**Aim of the exercise**
If a line of the data below holds the string "PriceA", copy it.
····················
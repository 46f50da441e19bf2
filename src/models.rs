use std::fmt;

use serde::{Deserialize, Serialize};

/// One of the two venues being compared.
#[derive(Debug, Clone, Copy, PartialEq, Eq, Hash, Serialize, Deserialize)]
pub enum Venue {
    A,
    B,
}

impl Venue {
    pub fn other(self) -> Self {
        match self {
            Venue::A => Venue::B,
            Venue::B => Venue::A,
        }
    }
}

impl fmt::Display for Venue {
    fn fmt(&self, f: &mut fmt::Formatter<'_>) -> fmt::Result {
        match self {
            Venue::A => f.write_str("A"),
            Venue::B => f.write_str("B"),
        }
    }
}

/// Numeric estimator inputs.
#[derive(Debug, Clone, Copy, PartialEq, Serialize, Deserialize)]
pub struct EstimateParams {
    pub price_a: f64,       // quote per base unit on venue A
    pub price_b: f64,       // quote per base unit on venue B
    pub trade_size: f64,    // quote committed to the buy leg
    pub fee_bps_a: f64,     // taker fee, basis points
    pub fee_bps_b: f64,
    pub slippage_pct: f64,  // symmetric, percent
    pub gas_cost: f64,      // quote (USD), charged once
}

impl EstimateParams {
    pub fn get(&self, field: InputField) -> f64 {
        match field {
            InputField::PriceA => self.price_a,
            InputField::PriceB => self.price_b,
            InputField::TradeSize => self.trade_size,
            InputField::FeeBpsA => self.fee_bps_a,
            InputField::FeeBpsB => self.fee_bps_b,
            InputField::SlippagePct => self.slippage_pct,
            InputField::GasCost => self.gas_cost,
        }
    }

    /// Price on the given venue.
    pub fn price(&self, venue: Venue) -> f64 {
        match venue {
            Venue::A => self.price_a,
            Venue::B => self.price_b,
        }
    }

    /// Taker fee on the given venue, in basis points.
    pub fn fee_bps(&self, venue: Venue) -> f64 {
        match venue {
            Venue::A => self.fee_bps_a,
            Venue::B => self.fee_bps_b,
        }
    }
}

/// Estimator inputs as the form layer hands them over: unparsed text.
#[derive(Debug, Clone, PartialEq, Eq, Serialize, Deserialize)]
pub struct RawEstimateParams {
    pub price_a: String,
    pub price_b: String,
    pub trade_size: String,
    pub fee_bps_a: String,
    pub fee_bps_b: String,
    pub slippage_pct: String,
    pub gas_cost: String,
}

impl Default for RawEstimateParams {
    fn default() -> Self {
        Self {
            price_a: "3000".to_string(),
            price_b: "3012".to_string(),
            trade_size: "1000".to_string(), // quote currency, e.g. USDC
            fee_bps_a: "30".to_string(),    // 0.30%
            fee_bps_b: "30".to_string(),
            slippage_pct: "0.20".to_string(),
            gas_cost: "8".to_string(),      // USD
        }
    }
}

impl RawEstimateParams {
    pub fn get(&self, field: InputField) -> &str {
        match field {
            InputField::PriceA => &self.price_a,
            InputField::PriceB => &self.price_b,
            InputField::TradeSize => &self.trade_size,
            InputField::FeeBpsA => &self.fee_bps_a,
            InputField::FeeBpsB => &self.fee_bps_b,
            InputField::SlippagePct => &self.slippage_pct,
            InputField::GasCost => &self.gas_cost,
        }
    }

    pub fn set(&mut self, field: InputField, value: impl Into<String>) {
        let slot = match field {
            InputField::PriceA => &mut self.price_a,
            InputField::PriceB => &mut self.price_b,
            InputField::TradeSize => &mut self.trade_size,
            InputField::FeeBpsA => &mut self.fee_bps_a,
            InputField::FeeBpsB => &mut self.fee_bps_b,
            InputField::SlippagePct => &mut self.slippage_pct,
            InputField::GasCost => &mut self.gas_cost,
        };
        *slot = value.into();
    }
}

impl From<EstimateParams> for RawEstimateParams {
    fn from(p: EstimateParams) -> Self {
        Self {
            price_a: p.price_a.to_string(),
            price_b: p.price_b.to_string(),
            trade_size: p.trade_size.to_string(),
            fee_bps_a: p.fee_bps_a.to_string(),
            fee_bps_b: p.fee_bps_b.to_string(),
            slippage_pct: p.slippage_pct.to_string(),
            gas_cost: p.gas_cost.to_string(),
        }
    }
}

/// Names of the seven estimator inputs, in validation order.
#[derive(Debug, Clone, Copy, PartialEq, Eq, Hash, Serialize, Deserialize)]
#[serde(rename_all = "snake_case")]
pub enum InputField {
    PriceA,
    PriceB,
    TradeSize,
    FeeBpsA,
    FeeBpsB,
    SlippagePct,
    GasCost,
}

impl InputField {
    pub const ALL: [InputField; 7] = [
        InputField::PriceA,
        InputField::PriceB,
        InputField::TradeSize,
        InputField::FeeBpsA,
        InputField::FeeBpsB,
        InputField::SlippagePct,
        InputField::GasCost,
    ];

    pub fn name(self) -> &'static str {
        match self {
            InputField::PriceA => "price_a",
            InputField::PriceB => "price_b",
            InputField::TradeSize => "trade_size",
            InputField::FeeBpsA => "fee_bps_a",
            InputField::FeeBpsB => "fee_bps_b",
            InputField::SlippagePct => "slippage_pct",
            InputField::GasCost => "gas_cost",
        }
    }
}

impl fmt::Display for InputField {
    fn fmt(&self, f: &mut fmt::Formatter<'_>) -> fmt::Result {
        f.write_str(self.name())
    }
}

/// Full set of derived metrics for one estimate.
#[derive(Debug, Clone, Copy, PartialEq, Serialize, Deserialize)]
pub struct PnlMetrics {
    pub buy_venue: Venue,
    pub sell_venue: Venue,
    pub eff_buy: f64,        // after slippage + fee, moves up
    pub eff_sell: f64,       // after slippage + fee, moves down
    pub units_bought: f64,   // base asset
    pub pnl: f64,            // quote, net of gas
    pub spread_pct: f64,
    pub net_spread_pct: f64,
    pub roi_pct: f64,
    pub breakeven_pct: f64,
}

impl PnlMetrics {
    pub fn is_profitable(&self) -> bool {
        self.pnl >= 0.0
    }
}

#[cfg(test)]
mod tests {
    use super::*;

    #[test]
    fn test_input_field_names_match_serde() {
        for field in InputField::ALL {
            let json = serde_json::to_string(&field).expect("Failed to serialize field");
            assert_eq!(json, format!("\"{}\"", field.name()));
        }
    }

    #[test]
    fn test_raw_params_set_and_get() {
        let mut raw = RawEstimateParams::default();
        assert_eq!(raw.get(InputField::SlippagePct), "0.20");

        raw.set(InputField::GasCost, "12.5");
        assert_eq!(raw.gas_cost, "12.5");
        assert_eq!(raw.get(InputField::GasCost), "12.5");
    }

    #[test]
    fn test_venue_serializes_as_letter() {
        let json = serde_json::to_string(&Venue::B).expect("Failed to serialize venue");
        assert_eq!(json, "\"B\"");
        assert_eq!(Venue::A.other(), Venue::B);
    }

    #[test]
    fn test_params_venue_lookup() {
        let params = EstimateParams {
            price_a: 100.0,
            price_b: 101.0,
            trade_size: 10.0,
            fee_bps_a: 5.0,
            fee_bps_b: 7.0,
            slippage_pct: 0.1,
            gas_cost: 1.0,
        };
        assert_eq!(params.price(Venue::B), 101.0);
        assert_eq!(params.fee_bps(Venue::A), 5.0);
        assert_eq!(params.get(InputField::TradeSize), 10.0);
    }
}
····················
**Written answer**
            InputField::PriceA => self.price_a,
            InputField::PriceA => &self.price_a,
            InputField::PriceA => &mut self.price_a,
    PriceA,
        InputField::PriceA,
            InputField::PriceA => "price_a",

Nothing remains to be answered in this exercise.